Problem statement: Wherever a line in the records below contains "watch", copy that line.

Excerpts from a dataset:
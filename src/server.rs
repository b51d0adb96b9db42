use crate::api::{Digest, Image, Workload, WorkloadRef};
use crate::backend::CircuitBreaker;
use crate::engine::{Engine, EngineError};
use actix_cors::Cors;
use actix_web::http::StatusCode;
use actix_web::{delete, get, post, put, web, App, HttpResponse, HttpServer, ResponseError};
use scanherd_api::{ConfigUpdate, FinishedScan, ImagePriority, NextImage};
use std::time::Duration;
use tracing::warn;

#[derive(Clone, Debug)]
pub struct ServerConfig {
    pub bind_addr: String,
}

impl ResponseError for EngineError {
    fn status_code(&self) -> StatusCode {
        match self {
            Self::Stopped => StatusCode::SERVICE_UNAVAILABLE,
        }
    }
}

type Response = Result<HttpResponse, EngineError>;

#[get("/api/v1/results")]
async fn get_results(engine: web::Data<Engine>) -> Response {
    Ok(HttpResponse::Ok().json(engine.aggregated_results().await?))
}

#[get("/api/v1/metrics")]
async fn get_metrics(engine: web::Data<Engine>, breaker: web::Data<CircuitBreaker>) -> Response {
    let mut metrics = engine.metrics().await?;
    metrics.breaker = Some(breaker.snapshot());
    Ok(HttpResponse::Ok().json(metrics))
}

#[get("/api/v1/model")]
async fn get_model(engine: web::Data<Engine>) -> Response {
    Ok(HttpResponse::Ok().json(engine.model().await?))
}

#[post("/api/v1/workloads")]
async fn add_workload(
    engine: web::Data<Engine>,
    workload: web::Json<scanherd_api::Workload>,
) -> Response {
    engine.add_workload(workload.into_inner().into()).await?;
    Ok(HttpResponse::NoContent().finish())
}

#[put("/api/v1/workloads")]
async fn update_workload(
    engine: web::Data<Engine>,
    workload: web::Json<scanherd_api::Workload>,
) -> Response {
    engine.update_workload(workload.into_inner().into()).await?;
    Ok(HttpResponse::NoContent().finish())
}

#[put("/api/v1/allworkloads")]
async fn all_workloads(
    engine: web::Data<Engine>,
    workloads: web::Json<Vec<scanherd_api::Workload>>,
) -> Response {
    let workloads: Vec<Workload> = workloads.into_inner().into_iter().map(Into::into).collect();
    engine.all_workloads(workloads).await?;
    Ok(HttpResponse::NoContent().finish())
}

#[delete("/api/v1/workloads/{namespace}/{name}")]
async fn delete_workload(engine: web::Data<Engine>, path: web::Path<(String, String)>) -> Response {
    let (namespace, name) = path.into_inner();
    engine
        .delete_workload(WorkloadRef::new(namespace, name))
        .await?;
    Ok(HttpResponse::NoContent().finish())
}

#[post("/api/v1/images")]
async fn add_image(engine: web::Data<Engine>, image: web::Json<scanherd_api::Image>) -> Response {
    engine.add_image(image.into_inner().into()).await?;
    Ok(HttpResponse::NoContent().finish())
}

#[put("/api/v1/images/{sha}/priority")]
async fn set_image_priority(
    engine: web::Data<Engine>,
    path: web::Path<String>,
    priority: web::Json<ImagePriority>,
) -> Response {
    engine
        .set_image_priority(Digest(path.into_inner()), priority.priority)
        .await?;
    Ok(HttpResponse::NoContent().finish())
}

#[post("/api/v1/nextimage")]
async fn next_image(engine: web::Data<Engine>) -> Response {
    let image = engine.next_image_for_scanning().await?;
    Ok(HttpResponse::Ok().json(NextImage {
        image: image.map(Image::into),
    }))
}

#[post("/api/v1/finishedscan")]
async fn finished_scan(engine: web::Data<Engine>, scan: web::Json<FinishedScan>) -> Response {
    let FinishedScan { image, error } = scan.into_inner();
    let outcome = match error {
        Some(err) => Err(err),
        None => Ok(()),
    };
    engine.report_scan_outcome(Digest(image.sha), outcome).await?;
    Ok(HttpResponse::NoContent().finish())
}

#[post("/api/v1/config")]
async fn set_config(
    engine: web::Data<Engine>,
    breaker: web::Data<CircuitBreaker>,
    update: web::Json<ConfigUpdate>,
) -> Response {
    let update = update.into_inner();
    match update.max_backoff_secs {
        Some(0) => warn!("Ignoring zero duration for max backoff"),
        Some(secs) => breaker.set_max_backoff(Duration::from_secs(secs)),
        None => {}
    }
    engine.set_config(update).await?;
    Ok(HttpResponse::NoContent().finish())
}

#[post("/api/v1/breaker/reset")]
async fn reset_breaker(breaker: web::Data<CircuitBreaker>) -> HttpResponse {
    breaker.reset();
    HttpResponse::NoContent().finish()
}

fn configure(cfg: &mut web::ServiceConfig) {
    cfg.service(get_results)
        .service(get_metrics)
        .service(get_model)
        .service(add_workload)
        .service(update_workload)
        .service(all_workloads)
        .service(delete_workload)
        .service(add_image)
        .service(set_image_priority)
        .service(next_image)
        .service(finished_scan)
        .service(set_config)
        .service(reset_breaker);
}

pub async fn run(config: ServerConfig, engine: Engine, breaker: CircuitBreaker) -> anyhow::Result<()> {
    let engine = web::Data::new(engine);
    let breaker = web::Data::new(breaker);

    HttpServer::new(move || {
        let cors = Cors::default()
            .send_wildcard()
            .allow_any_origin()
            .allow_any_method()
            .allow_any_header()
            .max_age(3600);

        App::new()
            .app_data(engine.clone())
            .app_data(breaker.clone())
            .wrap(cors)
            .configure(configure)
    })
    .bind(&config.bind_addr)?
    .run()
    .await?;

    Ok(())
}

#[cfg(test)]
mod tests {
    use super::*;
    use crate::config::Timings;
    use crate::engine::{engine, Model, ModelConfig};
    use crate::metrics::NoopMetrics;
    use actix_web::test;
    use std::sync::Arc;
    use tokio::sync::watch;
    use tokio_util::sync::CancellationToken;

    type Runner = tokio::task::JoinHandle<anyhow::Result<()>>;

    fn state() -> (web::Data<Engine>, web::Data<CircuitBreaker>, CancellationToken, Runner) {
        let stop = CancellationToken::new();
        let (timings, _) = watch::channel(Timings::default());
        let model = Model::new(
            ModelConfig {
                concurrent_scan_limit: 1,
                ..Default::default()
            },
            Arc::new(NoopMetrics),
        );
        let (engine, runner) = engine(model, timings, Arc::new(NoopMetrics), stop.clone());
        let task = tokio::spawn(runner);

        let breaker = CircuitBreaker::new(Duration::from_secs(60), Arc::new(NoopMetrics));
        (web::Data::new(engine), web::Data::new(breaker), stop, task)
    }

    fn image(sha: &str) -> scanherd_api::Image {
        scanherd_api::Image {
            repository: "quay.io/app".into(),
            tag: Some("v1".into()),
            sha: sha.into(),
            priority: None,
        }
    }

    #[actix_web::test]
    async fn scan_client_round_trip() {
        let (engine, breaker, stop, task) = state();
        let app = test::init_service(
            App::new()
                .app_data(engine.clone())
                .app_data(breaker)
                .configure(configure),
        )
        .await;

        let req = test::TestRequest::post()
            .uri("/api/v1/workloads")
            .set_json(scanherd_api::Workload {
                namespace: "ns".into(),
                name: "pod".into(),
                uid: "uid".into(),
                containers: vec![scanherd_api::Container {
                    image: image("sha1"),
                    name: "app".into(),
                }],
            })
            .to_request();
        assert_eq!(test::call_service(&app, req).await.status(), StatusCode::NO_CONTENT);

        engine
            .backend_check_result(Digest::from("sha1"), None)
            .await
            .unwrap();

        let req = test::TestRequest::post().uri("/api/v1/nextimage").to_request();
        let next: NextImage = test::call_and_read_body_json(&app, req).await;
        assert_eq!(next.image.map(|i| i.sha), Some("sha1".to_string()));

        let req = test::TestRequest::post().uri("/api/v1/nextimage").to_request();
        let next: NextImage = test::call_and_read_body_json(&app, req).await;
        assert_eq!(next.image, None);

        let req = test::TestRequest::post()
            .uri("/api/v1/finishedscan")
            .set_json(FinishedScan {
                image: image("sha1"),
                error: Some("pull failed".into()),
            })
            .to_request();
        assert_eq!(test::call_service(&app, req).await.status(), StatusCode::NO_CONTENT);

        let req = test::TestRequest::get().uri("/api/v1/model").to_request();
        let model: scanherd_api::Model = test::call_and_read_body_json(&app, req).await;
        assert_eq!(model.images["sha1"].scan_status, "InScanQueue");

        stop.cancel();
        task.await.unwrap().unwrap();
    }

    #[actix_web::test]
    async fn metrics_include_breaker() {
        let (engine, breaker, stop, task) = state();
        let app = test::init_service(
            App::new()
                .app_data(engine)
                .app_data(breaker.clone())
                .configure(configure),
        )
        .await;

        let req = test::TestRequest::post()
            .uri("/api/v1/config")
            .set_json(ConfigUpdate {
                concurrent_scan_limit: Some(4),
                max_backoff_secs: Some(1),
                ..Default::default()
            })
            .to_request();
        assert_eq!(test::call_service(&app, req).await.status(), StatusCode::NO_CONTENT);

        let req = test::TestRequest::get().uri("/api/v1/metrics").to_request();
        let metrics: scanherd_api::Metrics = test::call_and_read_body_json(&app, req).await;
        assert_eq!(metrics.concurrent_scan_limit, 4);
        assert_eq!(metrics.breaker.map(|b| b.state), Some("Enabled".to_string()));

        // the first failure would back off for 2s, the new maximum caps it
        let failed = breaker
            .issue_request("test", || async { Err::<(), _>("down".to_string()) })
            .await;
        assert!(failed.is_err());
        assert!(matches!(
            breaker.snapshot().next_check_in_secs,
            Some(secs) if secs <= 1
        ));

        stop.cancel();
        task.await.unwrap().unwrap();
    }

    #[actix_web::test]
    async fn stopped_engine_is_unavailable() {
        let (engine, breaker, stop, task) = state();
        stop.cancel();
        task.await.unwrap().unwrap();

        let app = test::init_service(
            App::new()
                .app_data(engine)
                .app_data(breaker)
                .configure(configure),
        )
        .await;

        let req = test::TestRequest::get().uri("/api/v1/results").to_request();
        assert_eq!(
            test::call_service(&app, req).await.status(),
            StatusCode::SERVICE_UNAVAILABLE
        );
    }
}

Your response:
    use tokio::sync::watch;
        let (timings, _) = watch::channel(Timings::default());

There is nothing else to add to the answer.